“Operação Shamar”: Ação alcança mulheres com conscientização para o combate ao feminicídio e violência doméstica

Em 12 dias de atuação, a Operação Shamar já alcançou mais de mil mulheres amapaenses com ações de conscientização para o combate ao feminicídio e à violência doméstica, com medidas educativas e preventivas em todo o estado. A ação do Governo do Amapá, que integra a iniciativa nacional do Ministério da Justiça, segue até o dia 15 de setembro.

A primeira etapa da operação já alcançou a capital e os municípios de Porto Grande, Ferreira Gomes, Serra do Navio e Pedra Branca do Amapari.
De acordo com a delegada Marina Guimarães, titular da Delegacia de Crimes Contra Mulher (DCCM) de Macapá e coordenadora estadual da Operação Shamar, as palestras educativas são essenciais dentro do processo de enfrentamento à violência doméstica.

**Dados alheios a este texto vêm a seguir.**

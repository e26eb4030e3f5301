use tracing::{debug, info, warn};

use super::GameFlowService;
use crate::domain::session_transition::{derive_session_transitions, SessionTransition};
use crate::domain::state::{SessionId, SessionRecord};
use crate::error::AppError;
use crate::errors::domain::{ConflictKind, DomainError};
use crate::repos::sessions::StoreError;

#[derive(Debug)]
pub struct MutationOutcome<T> {
    pub value: T,
    /// Store version after the mutation (unchanged when nothing was written).
    pub version: u64,
    pub transitions: Vec<SessionTransition>,
    pub record: SessionRecord,
}

impl GameFlowService {
    /// Read, mutate a copy, validate, compare-and-swap; retried with a fresh
    /// read on version conflicts up to `max_write_retries` attempts.
    ///
    /// `mutation` may run several times and must only touch the record it
    /// is given. An error from it aborts without writing. A mutation that
    /// leaves the record unchanged is not written either.
    pub(super) async fn run_mutation<T, E, F>(
        &self,
        session_id: &SessionId,
        op: &'static str,
        mut mutation: F,
    ) -> Result<MutationOutcome<T>, AppError>
    where
        F: FnMut(&mut SessionRecord, i64) -> Result<T, E> + Send,
        E: Into<AppError>,
        T: Send,
    {
        let max_attempts = self.config.max_write_retries;
        for attempt in 1..=max_attempts {
            let current = self.store.read(session_id).await?;
            let before = current.value;
            let mut after = before.clone();
            let value = mutation(&mut after, self.now()).map_err(Into::into)?;

            if after == before {
                return Ok(MutationOutcome {
                    value,
                    version: current.version,
                    transitions: Vec::new(),
                    record: after,
                });
            }

            if let Err(err) = after.check_invariants() {
                warn!(session_id = %session_id, op, error = %err, "mutation broke record invariants");
                return Err(err.into());
            }

            match self
                .store
                .update(session_id, after.clone(), current.version)
                .await
            {
                Ok(version) => {
                    let transitions = derive_session_transitions(&before, &after);
                    info!(
                        session_id = %session_id,
                        op,
                        version,
                        attempt,
                        transitions = transitions.len(),
                        "session updated"
                    );
                    return Ok(MutationOutcome {
                        value,
                        version,
                        transitions,
                        record: after,
                    });
                }
                Err(StoreError::VersionConflict { expected, actual }) => {
                    debug!(
                        session_id = %session_id,
                        op,
                        attempt,
                        expected,
                        actual,
                        "version conflict, retrying"
                    );
                }
                Err(err) => return Err(err.into()),
            }
        }

        warn!(session_id = %session_id, op, max_attempts, "write retries exhausted");
        Err(DomainError::conflict(
            ConflictKind::RetriesExhausted,
            format!("{op} on {session_id} lost {max_attempts} write races"),
        )
        .into())
    }
}
//! Adapters for external dependencies.

pub mod sessions_memory;
//! Test logging initialization shared by integration tests.

use once_cell::sync::OnceCell;
use tracing_subscriber::{fmt, EnvFilter};

static INITIALIZED: OnceCell<()> = OnceCell::new();

/// Install a test-writer subscriber once per process.
///
/// Level precedence: `TEST_LOG`, then `RUST_LOG`, then `"warn"`.
pub fn init() {
    INITIALIZED.get_or_init(|| {
        let filter = std::env::var("TEST_LOG")
            .or_else(|_| std::env::var("RUST_LOG"))
            .map(EnvFilter::new)
            .unwrap_or_else(|_| EnvFilter::new("warn"));

        fmt()
            .with_env_filter(filter)
            .with_test_writer()
            .without_time()
            .try_init()
            .ok();
    });
}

“Nos encontros, conseguimos reunir muitas mulheres para falar sobre a violência doméstica. É importante que cada mulher saia das palestras entendendo sobre o ciclo da violência, sobre a importância de denunciar e, com a certeza, de que as forças de segurança pública estão de prontidão para responsabilizar criminalmente o agressor, e fazer o seu acolhimento, através da Rede de Atendimento à Mulher no estado”, enfatizou a delegada.
Uma das mulheres que participou das palestras em Pedra Branca do Amapari é a professora Natália Picanço. Ela atua no Instituto Federal de Ciência, Educação e Tecnologia do Amapá (Ifap) e é coordenadora de um projeto na instituição denominado “Empodera Mulher”.
Natália conta que, mesmo tendo esse conhecimento, foi uma vítima da violência doméstica, porém não se calou diante da situação. Ela relatou durante que se considera uma sobrevivente e pede para que as mulheres não se calem, não permitam que o ciclo da violência continue.
“Sou uma sobrevivente. Há 23 dias, a minha vida correu sério risco nas mãos de um agressor. Meu único pensamento foi pegar o telefone e pedir ajuda. Agradeço as polícias Civil e Militar que não demoraram para chegar onde eu estava. Mulheres, não se calem, não sejam coniventes com a violência. Tentaram contra a minha vida quatro vezes, mas eu continuo aqui, vou continuar denunciando homens que não sabem amar, que não sabem respeitar”, disse a professora.